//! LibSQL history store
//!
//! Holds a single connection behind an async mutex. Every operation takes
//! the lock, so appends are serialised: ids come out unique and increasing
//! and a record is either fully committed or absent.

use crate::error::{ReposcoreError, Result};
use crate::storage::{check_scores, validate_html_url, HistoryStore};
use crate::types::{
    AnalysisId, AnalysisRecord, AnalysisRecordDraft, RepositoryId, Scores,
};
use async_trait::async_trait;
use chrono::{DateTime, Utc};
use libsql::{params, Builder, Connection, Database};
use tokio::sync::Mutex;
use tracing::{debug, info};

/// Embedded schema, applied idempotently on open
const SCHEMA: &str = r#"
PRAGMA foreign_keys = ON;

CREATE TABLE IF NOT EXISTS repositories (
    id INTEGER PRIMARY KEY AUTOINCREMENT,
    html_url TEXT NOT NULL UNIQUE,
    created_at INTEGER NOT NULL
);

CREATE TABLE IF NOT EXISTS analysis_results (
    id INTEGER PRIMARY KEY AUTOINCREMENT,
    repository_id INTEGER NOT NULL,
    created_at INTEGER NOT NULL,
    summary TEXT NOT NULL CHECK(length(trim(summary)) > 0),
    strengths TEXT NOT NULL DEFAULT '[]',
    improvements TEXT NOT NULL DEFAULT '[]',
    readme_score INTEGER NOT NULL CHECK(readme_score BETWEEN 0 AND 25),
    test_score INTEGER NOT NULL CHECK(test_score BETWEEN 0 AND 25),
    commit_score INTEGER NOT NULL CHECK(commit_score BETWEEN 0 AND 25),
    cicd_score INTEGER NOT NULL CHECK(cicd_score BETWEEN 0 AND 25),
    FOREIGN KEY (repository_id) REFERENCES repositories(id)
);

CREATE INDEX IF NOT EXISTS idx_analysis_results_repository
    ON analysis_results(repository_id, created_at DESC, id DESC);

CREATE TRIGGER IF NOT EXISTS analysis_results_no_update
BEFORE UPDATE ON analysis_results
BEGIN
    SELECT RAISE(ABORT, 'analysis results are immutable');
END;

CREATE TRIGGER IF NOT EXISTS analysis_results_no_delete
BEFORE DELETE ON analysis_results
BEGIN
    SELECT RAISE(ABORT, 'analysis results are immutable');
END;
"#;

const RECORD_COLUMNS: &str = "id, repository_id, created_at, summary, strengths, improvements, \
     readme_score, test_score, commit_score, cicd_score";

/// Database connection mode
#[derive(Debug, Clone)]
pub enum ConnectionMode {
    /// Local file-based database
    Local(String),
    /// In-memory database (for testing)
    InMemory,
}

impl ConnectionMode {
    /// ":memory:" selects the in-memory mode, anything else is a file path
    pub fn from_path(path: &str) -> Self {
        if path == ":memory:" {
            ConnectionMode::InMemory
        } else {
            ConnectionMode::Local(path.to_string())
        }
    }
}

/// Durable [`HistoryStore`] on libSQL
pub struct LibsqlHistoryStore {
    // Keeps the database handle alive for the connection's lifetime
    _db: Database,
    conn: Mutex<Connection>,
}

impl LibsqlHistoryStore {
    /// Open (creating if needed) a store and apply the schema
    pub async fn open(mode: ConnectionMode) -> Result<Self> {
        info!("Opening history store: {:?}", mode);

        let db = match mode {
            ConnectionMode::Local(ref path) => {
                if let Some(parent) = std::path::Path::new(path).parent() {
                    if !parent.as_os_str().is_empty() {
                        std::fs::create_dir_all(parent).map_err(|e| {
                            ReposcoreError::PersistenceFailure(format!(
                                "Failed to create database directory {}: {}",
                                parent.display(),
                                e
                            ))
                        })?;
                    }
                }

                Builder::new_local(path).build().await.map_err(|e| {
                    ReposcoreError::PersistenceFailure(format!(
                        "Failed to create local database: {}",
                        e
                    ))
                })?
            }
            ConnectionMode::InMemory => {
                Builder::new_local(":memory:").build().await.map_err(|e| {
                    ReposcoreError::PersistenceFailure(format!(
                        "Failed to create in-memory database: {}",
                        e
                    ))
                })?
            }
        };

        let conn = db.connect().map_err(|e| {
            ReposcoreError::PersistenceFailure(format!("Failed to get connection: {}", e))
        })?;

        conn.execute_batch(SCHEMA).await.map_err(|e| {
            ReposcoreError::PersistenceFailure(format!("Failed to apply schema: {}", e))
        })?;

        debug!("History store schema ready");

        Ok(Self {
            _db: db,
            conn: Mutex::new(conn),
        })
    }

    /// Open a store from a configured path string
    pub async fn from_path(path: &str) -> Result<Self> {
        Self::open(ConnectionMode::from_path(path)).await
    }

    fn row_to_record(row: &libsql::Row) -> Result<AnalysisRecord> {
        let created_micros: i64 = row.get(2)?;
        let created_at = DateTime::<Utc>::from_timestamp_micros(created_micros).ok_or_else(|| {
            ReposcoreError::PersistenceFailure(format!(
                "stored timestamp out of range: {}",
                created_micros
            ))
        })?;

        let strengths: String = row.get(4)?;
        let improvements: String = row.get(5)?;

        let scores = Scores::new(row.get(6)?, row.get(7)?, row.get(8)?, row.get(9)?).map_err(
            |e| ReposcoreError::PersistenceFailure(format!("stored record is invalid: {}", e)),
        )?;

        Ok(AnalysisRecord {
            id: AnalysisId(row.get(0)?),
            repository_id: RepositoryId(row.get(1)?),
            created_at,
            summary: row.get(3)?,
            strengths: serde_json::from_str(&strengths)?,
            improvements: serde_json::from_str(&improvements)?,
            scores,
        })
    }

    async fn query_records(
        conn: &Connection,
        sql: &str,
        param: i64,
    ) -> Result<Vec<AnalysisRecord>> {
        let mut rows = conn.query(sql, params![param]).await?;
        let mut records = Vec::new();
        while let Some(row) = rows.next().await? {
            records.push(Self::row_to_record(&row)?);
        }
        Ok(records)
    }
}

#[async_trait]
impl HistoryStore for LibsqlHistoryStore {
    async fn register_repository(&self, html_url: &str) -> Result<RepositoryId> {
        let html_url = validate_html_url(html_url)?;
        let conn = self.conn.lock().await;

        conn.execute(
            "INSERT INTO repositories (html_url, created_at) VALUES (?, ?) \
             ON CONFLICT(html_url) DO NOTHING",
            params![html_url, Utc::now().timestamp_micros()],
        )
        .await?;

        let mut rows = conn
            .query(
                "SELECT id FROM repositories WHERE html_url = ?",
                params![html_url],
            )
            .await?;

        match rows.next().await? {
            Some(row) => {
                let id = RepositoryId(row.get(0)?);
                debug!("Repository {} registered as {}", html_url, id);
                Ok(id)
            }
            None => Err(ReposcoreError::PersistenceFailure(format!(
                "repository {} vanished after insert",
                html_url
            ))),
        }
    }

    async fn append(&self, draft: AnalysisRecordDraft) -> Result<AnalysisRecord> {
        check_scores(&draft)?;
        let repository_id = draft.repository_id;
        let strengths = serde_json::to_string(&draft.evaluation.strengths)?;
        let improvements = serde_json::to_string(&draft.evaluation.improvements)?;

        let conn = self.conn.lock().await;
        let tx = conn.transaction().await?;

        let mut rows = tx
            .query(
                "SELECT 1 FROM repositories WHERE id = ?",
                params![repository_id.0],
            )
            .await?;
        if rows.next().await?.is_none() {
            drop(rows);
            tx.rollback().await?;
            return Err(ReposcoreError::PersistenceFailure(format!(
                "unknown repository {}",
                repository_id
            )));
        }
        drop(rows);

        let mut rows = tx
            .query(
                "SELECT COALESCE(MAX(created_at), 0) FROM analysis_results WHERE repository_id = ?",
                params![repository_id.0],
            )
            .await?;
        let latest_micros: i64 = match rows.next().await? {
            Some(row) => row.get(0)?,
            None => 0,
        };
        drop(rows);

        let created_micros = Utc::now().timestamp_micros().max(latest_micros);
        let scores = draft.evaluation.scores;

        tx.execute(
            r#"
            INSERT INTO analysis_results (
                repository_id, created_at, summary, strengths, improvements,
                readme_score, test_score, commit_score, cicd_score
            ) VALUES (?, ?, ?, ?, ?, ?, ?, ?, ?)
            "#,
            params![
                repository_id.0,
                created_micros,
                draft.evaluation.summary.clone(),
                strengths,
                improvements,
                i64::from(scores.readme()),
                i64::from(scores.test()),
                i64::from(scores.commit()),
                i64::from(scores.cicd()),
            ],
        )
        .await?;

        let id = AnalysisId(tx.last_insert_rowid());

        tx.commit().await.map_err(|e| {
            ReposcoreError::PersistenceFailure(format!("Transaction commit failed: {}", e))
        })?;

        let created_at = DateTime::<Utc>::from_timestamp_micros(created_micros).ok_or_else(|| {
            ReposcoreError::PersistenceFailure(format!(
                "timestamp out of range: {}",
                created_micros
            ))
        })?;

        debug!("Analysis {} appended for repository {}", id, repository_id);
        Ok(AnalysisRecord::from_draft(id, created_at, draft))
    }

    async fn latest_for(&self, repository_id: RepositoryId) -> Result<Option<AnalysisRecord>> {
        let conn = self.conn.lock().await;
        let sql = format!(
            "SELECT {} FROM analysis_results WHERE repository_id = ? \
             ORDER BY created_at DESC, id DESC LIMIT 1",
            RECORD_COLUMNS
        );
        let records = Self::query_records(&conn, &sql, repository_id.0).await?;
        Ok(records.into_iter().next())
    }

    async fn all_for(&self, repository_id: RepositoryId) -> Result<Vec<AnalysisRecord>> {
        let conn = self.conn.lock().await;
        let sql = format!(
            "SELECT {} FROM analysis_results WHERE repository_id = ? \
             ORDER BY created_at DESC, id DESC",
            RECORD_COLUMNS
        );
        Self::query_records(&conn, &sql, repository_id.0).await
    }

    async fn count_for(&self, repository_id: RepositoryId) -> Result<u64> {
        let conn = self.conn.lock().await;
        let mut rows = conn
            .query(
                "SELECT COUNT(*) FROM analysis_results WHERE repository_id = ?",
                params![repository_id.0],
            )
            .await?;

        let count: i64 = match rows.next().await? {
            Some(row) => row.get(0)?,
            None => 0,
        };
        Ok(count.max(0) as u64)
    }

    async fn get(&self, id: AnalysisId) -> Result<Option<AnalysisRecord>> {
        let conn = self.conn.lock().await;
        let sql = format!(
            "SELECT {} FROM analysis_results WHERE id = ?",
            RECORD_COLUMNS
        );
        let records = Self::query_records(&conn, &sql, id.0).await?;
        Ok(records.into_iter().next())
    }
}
________
Directions for this task
Your answer should consist of each line above in which "InMemory" appears.

Solution
    InMemory,
            ConnectionMode::InMemory
            ConnectionMode::InMemory => {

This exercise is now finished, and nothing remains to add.